At the ripe age of 23, they're completely deflated. I thought boob sag would only come after pregnancy, but I was wrong. Gravity is a law. My body has abided.
I'm lucky to have perfectly healthy breasts. When it comes to breast health, I will take droopy knockers over anything else. But, that doesn't make the struggle any less real.
Sometimes I wonder what I did to gravity to deserve this boob sag. My mom looked at me the other day and asked if my boobs shrunk.
“No,” I said. “They just got lower.”
I try not to slouch, for fear my boobs might start sliding into my lap.
“But your boobs don't seem saggy!” My coworker Sheena said to me.
That means my bra is doing its job. Holding them up and away from my belly button.
Sometimes I'll lift them up, look in the mirror and gawk at how much of my body they cover up. My upper ribs are constantly in the shadow of my under-boob.

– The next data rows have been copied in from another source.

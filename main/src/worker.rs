use std::{sync::Arc, time::Duration};

use common::{
    storage::db::SurrealDbClient, storage::store::StorageManager, utils::config::get_config,
};
use ingestion_pipeline::{run_poll_loop, ImportPipeline};
use tracing_subscriber::{fmt, prelude::*, EnvFilter};

#[tokio::main]
async fn main() -> Result<(), Box<dyn std::error::Error>> {
    // Set up tracing
    tracing_subscriber::registry()
        .with(fmt::layer())
        .with(EnvFilter::from_default_env())
        .try_init()
        .ok();

    let config = get_config()?;

    let db = Arc::new(
        SurrealDbClient::new(
            &config.surrealdb_address,
            &config.surrealdb_username,
            &config.surrealdb_password,
            &config.surrealdb_namespace,
            &config.surrealdb_database,
        )
        .await?,
    );
    db.ensure_initialized().await?;

    let openai_client = Arc::new(async_openai::Client::with_config(
        async_openai::config::OpenAIConfig::new()
            .with_api_key(&config.openai_api_key)
            .with_api_base(&config.openai_base_url),
    ));

    let storage = StorageManager::new(&config).await?;
    let pipeline = Arc::new(ImportPipeline::new(db, openai_client, &config, storage));

    run_poll_loop(pipeline, Duration::from_secs(config.poll_interval_secs.max(1))).await
}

It hasn't always been this way. When I hit puberty, my ta-tas were a size DD. I even had stretch marks in high school because my chest was #blessed. But at around age 20, my overwhelming DD-cups deflated to modest C-cups.
Some say shopping for clothes is much easier with smaller boobs, but not always.

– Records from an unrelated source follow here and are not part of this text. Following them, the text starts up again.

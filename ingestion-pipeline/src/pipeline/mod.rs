mod config;
mod context;
mod reconcile;
mod report;
mod services;
mod stages;
mod state;
mod tenant;

pub use config::{ImportConfig, ImportTuning};
pub use reconcile::{LineOutcome, Reconciler};
pub use report::{BatchStatusReport, SubmissionReceipt};
pub use services::{
    ExternalJobState, InferenceProvider, JobAction, JobStatus, OpenAiBatchProvider, OutputRecord,
};
pub use tenant::TenantStore;

use std::{
    path::Path,
    sync::Arc,
    time::{Duration, Instant},
};

use async_openai::{config::OpenAIConfig, Client};
use common::{
    error::AppError,
    storage::{
        db::SurrealDbClient,
        store::StorageManager,
        types::import_batch::{BatchStatus, ImportBatch, RECENT_BATCH_LIMIT},
    },
    utils::config::AppConfig,
};
use tracing::{debug, error, info, warn};

use self::{
    context::{batch_prefix_key, PipelineContext, ScratchPaths},
    stages::{build_requests, stage_request_file, submit_job, unpack_and_discover},
    state::ready,
};
use crate::types::FileMappingTable;

/// What a single poll-and-reconcile attempt did.
#[derive(Debug, Clone, Copy, PartialEq, Eq)]
pub enum PollOutcome {
    /// The batch was not in `processing`; nothing happened.
    NotProcessing,
    /// The external job is still running.
    Waiting,
    /// Another invocation holds the reconciliation lease.
    Busy,
    Completed,
    Failed,
}

#[allow(clippy::module_name_repetitions)]
pub struct ImportPipeline {
    db: Arc<SurrealDbClient>,
    storage: StorageManager,
    provider: Arc<dyn InferenceProvider>,
    config: ImportConfig,
}

impl ImportPipeline {
    pub fn new(
        db: Arc<SurrealDbClient>,
        openai_client: Arc<Client<OpenAIConfig>>,
        app_config: &AppConfig,
        storage: StorageManager,
    ) -> Self {
        let config = ImportConfig::from_app_config(app_config);
        let provider = OpenAiBatchProvider::new(
            openai_client,
            storage.clone(),
            app_config.inference_model.clone(),
            config.tuning.clone(),
        );

        Self::with_provider(db, storage, Arc::new(provider), config)
    }

    pub fn with_provider(
        db: Arc<SurrealDbClient>,
        storage: StorageManager,
        provider: Arc<dyn InferenceProvider>,
        config: ImportConfig,
    ) -> Self {
        Self {
            db,
            storage,
            provider,
            config,
        }
    }

    pub fn db(&self) -> &Arc<SurrealDbClient> {
        &self.db
    }

    /// A contact store bound to `tenant_id`, for use with [`Self::poll_and_reconcile`].
    pub fn tenant_store(&self, tenant_id: &str) -> TenantStore {
        TenantStore::new(tenant_id, Arc::clone(&self.db), self.storage.clone())
    }

    pub async fn create_batch(&self, tenant_id: &str, user_id: &str) -> Result<ImportBatch, AppError> {
        ImportBatch::create_and_add_to_db(tenant_id.to_string(), user_id.to_string(), &self.db)
            .await
    }

    /// Unpack, extract, stage and submit `archive` for a batch made by
    /// [`Self::create_batch`]. On any error the batch ends up `failed` with the error
    /// message and its scratch directory and staged objects are removed.
    #[tracing::instrument(
        skip_all,
        fields(batch_id = %batch.id, tenant_id = %batch.tenant_id, user_id = %batch.user_id)
    )]
    pub async fn process_archive(
        &self,
        batch: ImportBatch,
        archive: &Path,
    ) -> Result<ImportBatch, AppError> {
        let batch = batch.start_extraction(&self.db).await?;
        let mut ctx = PipelineContext::new(
            batch,
            archive.to_path_buf(),
            self.db.as_ref(),
            &self.storage,
            &self.config,
            self.provider.as_ref(),
        );
        let pipeline_started = Instant::now();

        let machine = ready();
        let machine = match unpack_and_discover(machine, &mut ctx).await {
            Ok(machine) => machine,
            Err(err) => return Err(ctx.abort(err).await),
        };
        let machine = match build_requests(machine, &mut ctx).await {
            Ok(machine) => machine,
            Err(err) => return Err(ctx.abort(err).await),
        };
        let machine = match stage_request_file(machine, &mut ctx).await {
            Ok(machine) => machine,
            Err(err) => return Err(ctx.abort(err).await),
        };
        let _machine = match submit_job(machine, &mut ctx).await {
            Ok(machine) => machine,
            Err(err) => return Err(ctx.abort(err).await),
        };

        info!(
            batch_id = %ctx.batch_id,
            total_files = ctx.batch.total_files,
            extracted_files = ctx.batch.extracted_files,
            total_ms = duration_millis(pipeline_started.elapsed()),
            "import batch submitted"
        );

        Ok(ctx.batch)
    }

    /// Check the external job of a `processing` batch and reconcile it once it has
    /// succeeded. Safe to call repeatedly and from several processes: batches in any
    /// other state are left alone and the batch lease keeps reconciliation exclusive.
    #[tracing::instrument(skip_all, fields(batch_id = %batch_id, tenant_id = %store.tenant_id()))]
    pub async fn poll_and_reconcile(
        &self,
        batch_id: &str,
        store: &TenantStore,
    ) -> Result<PollOutcome, AppError> {
        let batch = self
            .db
            .get_item::<ImportBatch>(batch_id)
            .await?
            .ok_or_else(|| AppError::NotFound(format!("import batch {batch_id}")))?;

        if batch.status != BatchStatus::Processing {
            debug!(status = batch.status.as_str(), "batch is not processing, nothing to poll");
            return Ok(PollOutcome::NotProcessing);
        }
        store.verify_binding(&batch)?;

        let Some(job_id) = batch.external_job_id.clone() else {
            self.fail_batch(&batch, "batch has no external job reference")
                .await?;
            return Ok(PollOutcome::Failed);
        };

        let status = self.provider.poll(&job_id).await?;
        match status.state.action() {
            JobAction::Wait => {
                debug!(external_job_id = %job_id, state = status.state.as_str(), "inference job still running");
                Ok(PollOutcome::Waiting)
            }
            JobAction::Fail => {
                let message = status.error.unwrap_or_else(|| {
                    format!("inference job ended in state {}", status.state.as_str())
                });
                warn!(external_job_id = %job_id, %message, "inference job did not succeed");
                self.fail_batch(&batch, &message).await?;
                Ok(PollOutcome::Failed)
            }
            JobAction::Reconcile => self.reconcile_claimed(&batch, &job_id, store).await,
        }
    }

    async fn reconcile_claimed(
        &self,
        batch: &ImportBatch,
        job_id: &str,
        store: &TenantStore,
    ) -> Result<PollOutcome, AppError> {
        let lease = Duration::from_secs(self.config.tuning.reconcile_lease_secs);
        let Some(claimed) =
            ImportBatch::claim_for_reconcile(&self.db, &batch.id, chrono::Utc::now(), lease)
                .await?
        else {
            debug!("reconciliation lease held elsewhere");
            return Ok(PollOutcome::Busy);
        };

        match self.run_reconciliation(&claimed, job_id, store).await {
            Ok(completed) => {
                info!(
                    success = completed.success_count,
                    failed = completed.failed_count,
                    skipped = completed.skipped_count,
                    processed = completed.processed_files,
                    "import batch completed"
                );
                self.cleanup_batch(&completed.id).await;
                Ok(PollOutcome::Completed)
            }
            Err(err) if err.is_batch_fatal() => {
                error!(error = %err, "reconciliation failed permanently");
                self.fail_batch(&claimed, &err.to_string()).await?;
                Ok(PollOutcome::Failed)
            }
            Err(err) => {
                warn!(error = %err, "reconciliation interrupted, will retry on next poll");
                if let Err(release_err) = claimed.release_lock(&self.db).await {
                    error!(error = %release_err, "failed to release reconciliation lease");
                }
                Err(err)
            }
        }
    }

    async fn run_reconciliation(
        &self,
        batch: &ImportBatch,
        job_id: &str,
        store: &TenantStore,
    ) -> Result<ImportBatch, AppError> {
        let output_uri = batch.output_uri.as_deref().ok_or_else(|| {
            AppError::Processing("batch has no output location recorded".into())
        })?;
        self.provider.collect_outputs(job_id, output_uri).await?;

        let scratch = ScratchPaths::new(&self.config, &batch.id);
        let mapping = match FileMappingTable::load(&scratch.mapping_file()).await {
            Ok(mapping) => mapping,
            Err(AppError::Io(err)) => {
                return Err(AppError::Processing(format!(
                    "file mapping for batch could not be read: {err}"
                )))
            }
            Err(err) => return Err(err),
        };

        let totals = Reconciler::new(self.provider.as_ref(), &self.storage, store)
            .reconcile(batch, &mapping)
            .await?;

        batch.mark_completed(totals, &self.db).await
    }

    async fn fail_batch(&self, batch: &ImportBatch, message: &str) -> Result<(), AppError> {
        batch.mark_failed(message, &self.db).await?;
        self.cleanup_batch(&batch.id).await;
        Ok(())
    }

    /// Drop the scratch directory and staged objects of a batch in a terminal state.
    async fn cleanup_batch(&self, batch_id: &str) {
        if let Err(err) = ScratchPaths::new(&self.config, batch_id).remove().await {
            warn!(%batch_id, error = %err, "failed to remove scratch directory");
        }
        if let Err(err) = self.storage.delete_prefix(&batch_prefix_key(batch_id)).await {
            warn!(%batch_id, error = %err, "failed to remove staged objects");
        }
    }

    /// Current state of a batch owned by `tenant_id`. A `processing` batch is polled
    /// first, so callers see progress without waiting for the timer.
    pub async fn status(
        &self,
        batch_id: &str,
        tenant_id: &str,
    ) -> Result<BatchStatusReport, AppError> {
        let batch = ImportBatch::get_for_tenant(&self.db, batch_id, tenant_id)
            .await?
            .ok_or_else(|| AppError::NotFound(format!("import batch {batch_id}")))?;

        if batch.status == BatchStatus::Processing {
            let store = self.tenant_store(tenant_id);
            if let Err(err) = self.poll_and_reconcile(batch_id, &store).await {
                warn!(%batch_id, error = %err, "lazy poll failed");
            }
        }

        let current = ImportBatch::get_for_tenant(&self.db, batch_id, tenant_id)
            .await?
            .unwrap_or(batch);
        Ok(BatchStatusReport::from(current))
    }

    pub async fn list_batches(&self, tenant_id: &str) -> Result<Vec<BatchStatusReport>, AppError> {
        let batches = ImportBatch::list_for_tenant(&self.db, tenant_id, RECENT_BATCH_LIMIT).await?;
        Ok(batches.into_iter().map(BatchStatusReport::from).collect())
    }

    /// Operator override for a stuck `processing` batch.
    pub async fn abandon(&self, batch_id: &str, message: &str) -> Result<BatchStatusReport, AppError> {
        let batch = ImportBatch::abandon(&self.db, batch_id, message).await?;
        self.cleanup_batch(&batch.id).await;
        info!(%batch_id, %message, "import batch abandoned");
        Ok(BatchStatusReport::from(batch))
    }
}

fn duration_millis(duration: Duration) -> u64 {
    u64::try_from(duration.as_millis()).unwrap_or(u64::MAX)
}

Here are the struggles every girl with saggy boobs can relate to.
1. You'll never be able to pull off a backless anything.

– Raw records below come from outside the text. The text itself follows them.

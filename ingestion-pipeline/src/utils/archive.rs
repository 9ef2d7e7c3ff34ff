use std::{
    fs::File,
    path::{Path, PathBuf},
};

use common::error::AppError;
use walkdir::{DirEntry, WalkDir};
use zip::ZipArchive;

use super::file_text_extraction::DocumentKind;

const MACOS_METADATA_DIR: &str = "__MACOSX";

/// An eligible document found in an unpacked archive.
#[derive(Debug, Clone, PartialEq, Eq)]
pub struct DiscoveredFile {
    pub path: PathBuf,
    pub filename: String,
    pub kind: DocumentKind,
}

/// Unpack `archive_path` into `destination`. Entries that would escape the destination
/// are rejected by the zip reader.
pub async fn unpack_archive(archive_path: &Path, destination: &Path) -> Result<(), AppError> {
    let archive_path = archive_path.to_path_buf();
    let destination = destination.to_path_buf();

    tokio::task::spawn_blocking(move || -> Result<(), AppError> {
        std::fs::create_dir_all(&destination)?;
        let file = File::open(&archive_path)?;
        let mut archive = ZipArchive::new(file)
            .map_err(|e| AppError::Validation(format!("archive could not be opened: {e}")))?;
        archive
            .extract(&destination)
            .map_err(|e| AppError::Validation(format!("archive could not be extracted: {e}")))?;
        Ok(())
    })
    .await?
}

fn is_hidden_or_metadata(entry: &DirEntry) -> bool {
    let name = entry.file_name().to_string_lossy();
    entry.depth() > 0 && (name.starts_with('.') || name == MACOS_METADATA_DIR)
}

/// Recursively list eligible documents below `root`, sorted by path so that line
/// index assignment is reproducible for the same archive.
pub fn discover_documents(root: &Path) -> Vec<DiscoveredFile> {
    let mut files: Vec<DiscoveredFile> = WalkDir::new(root)
        .follow_links(false)
        .into_iter()
        .filter_entry(|e| !is_hidden_or_metadata(e))
        .filter_map(Result::ok)
        .filter(|entry| entry.file_type().is_file())
        .filter_map(|entry| {
            let kind = DocumentKind::from_path(entry.path())?;
            Some(DiscoveredFile {
                filename: entry.file_name().to_string_lossy().into_owned(),
                path: entry.into_path(),
                kind,
            })
        })
        .collect();

    files.sort_by(|a, b| a.path.cmp(&b.path));
    files
}

#[cfg(test)]
mod tests {
    use super::*;
    use std::io::Write;
    use zip::write::SimpleFileOptions;

    fn write_zip(path: &Path, entries: &[(&str, &[u8])]) {
        let file = File::create(path).expect("create zip");
        let mut writer = zip::ZipWriter::new(file);
        for (name, body) in entries {
            writer
                .start_file(*name, SimpleFileOptions::default())
                .expect("start file");
            writer.write_all(body).expect("write entry");
        }
        writer.finish().expect("finish zip");
    }

    #[tokio::test]
    async fn discovery_filters_extensions_hidden_and_metadata() {
        let dir = tempfile::tempdir().expect("tempdir");
        let archive = dir.path().join("upload.zip");
        write_zip(
            &archive,
            &[
                ("b.pdf", b"%PDF"),
                ("nested/a.DOCX", b"PK"),
                ("nested/old.doc", b"doc"),
                ("notes.txt", b"text"),
                (".hidden.pdf", b"%PDF"),
                ("__MACOSX/._b.pdf", b"meta"),
            ],
        );
        let extracted = dir.path().join("extracted");

        unpack_archive(&archive, &extracted).await.expect("unpack");
        let files = discover_documents(&extracted);

        let names: Vec<&str> = files.iter().map(|f| f.filename.as_str()).collect();
        assert_eq!(names, vec!["b.pdf", "a.DOCX", "old.doc"]);
        assert_eq!(files[0].kind, DocumentKind::Pdf);
        assert_eq!(files[1].kind, DocumentKind::Docx);
        assert_eq!(files[2].kind, DocumentKind::Doc);
    }

    #[tokio::test]
    async fn corrupt_archive_is_a_validation_error() {
        let dir = tempfile::tempdir().expect("tempdir");
        let archive = dir.path().join("broken.zip");
        std::fs::write(&archive, b"definitely not a zip").expect("write");

        let result = unpack_archive(&archive, &dir.path().join("out")).await;
        assert!(matches!(result, Err(AppError::Validation(_))));
    }
}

Backless dresses and tops are all the rage these days. Backs are hot! People should definitely flaunt them. Unfortunately, my saggy lady lumps ensure there's no way you'll ever see me in a backless number.
Sure, we saggy ladies could wear a bra and let it show, but that defeats the purpose of the mystery. I know I'll be sticking to regular tops and dresses that cover my back and bra straps, thanks.
2. You've definitely tried taping them up like Kim K.
If a bra is like a prison for your bazongas, tape sounds like straight up torture.
We've all seen the great lengths Kim Kardashian has gone to tape up her boobs.
Is it really worth it? I feel like I'd have to buy an absurd amount of tape to hold mine up. Also, think of the literal pain it would be to rip it off. Imagine going out one night with a tape bra, going home with a dude and being like, "hang on I need to de-tape." No. Just no.
3. Sports bras are helpful but problematic.
Has anyone else gone to the gym, attempted to do some crunches and all of the sudden notice half your boob is leaking out the side of your sports bra? Just me? OK.
If you have saggy boobs, sports bras work their magic by reinforcing everything, but your boobs just get flattened against your chest in the most unflattering way. They do this droopy, separation thing as you run on the treadmill. It's just not cute.
4. Bathing suit shopping is just depressing.
No matter what bra cup size you have, you probably struggle to find bathing suits that fit well. I laugh when I look at string bikinis because they're just something I'll never be able to wear.
Ever since I grew these damn things, bikini tops have been my worst enemy. Either I'm busting out of them, forming an attractive quad boob (when they spill out the top) or there's no support whatsoever. That's when I contemplate just avoiding beaches altogether.
Unless I shop in the grandma swimwear section, there's always a part of my boob popping out somewhere. There is just no containing these jiggly things.
5. Achieving Kate Upton-worthy cleavage requires a serious push-up bra.
My cleavage used to be difficult to cover up. Now, I can only create Victoria's Secret-worthy cleavage when there's a gravity-defying push-up bra involved.
6. Hooking up can make a girl self-conscious.
My boob sag is my biggest insecurity when it comes to hooking up. They look great when they're tucked up into a bra, but once that comes off, they're just going to flop out. It's like opening a bag of chips only to find more air than chips.
The good thing is the guy is usually too horned up to notice and probably doesn't give a sh*t anyway. If he does, reevaluate that relationship.
7. Weight loss apparently makes it worse.
Basically, boobs are made up of fat, ligaments and tissue. The skin on breasts is pretty thin, delicate and stretchy. So great, even if I don't decide to have kids, my body is ready for lactation.
If you lose weight, therefore, lose fat, your boobs are going to droop. The skin has nowhere to go because there's less tissue to hold up. It's just science. No woman with natural breasts is immune to this. Even the lovely large breasted Sofia Vergara deals with this issue.
Could I get plastic surgery of some kind to fix this? Sure. But part of me has accepted that this was the destiny of my breasts. I just have to roll with it.
Do my boobs hang low? Yes. Can I throw them over my shoulder? Not yet. Maybe next year. At this point, I can almost fold them in half, like a very soft hot dog bun.
I know I'm not the only woman under the age of 30 to deal with boob sag. I feel your pain, and I'll see you in the grandma bathing suit section at Macy's.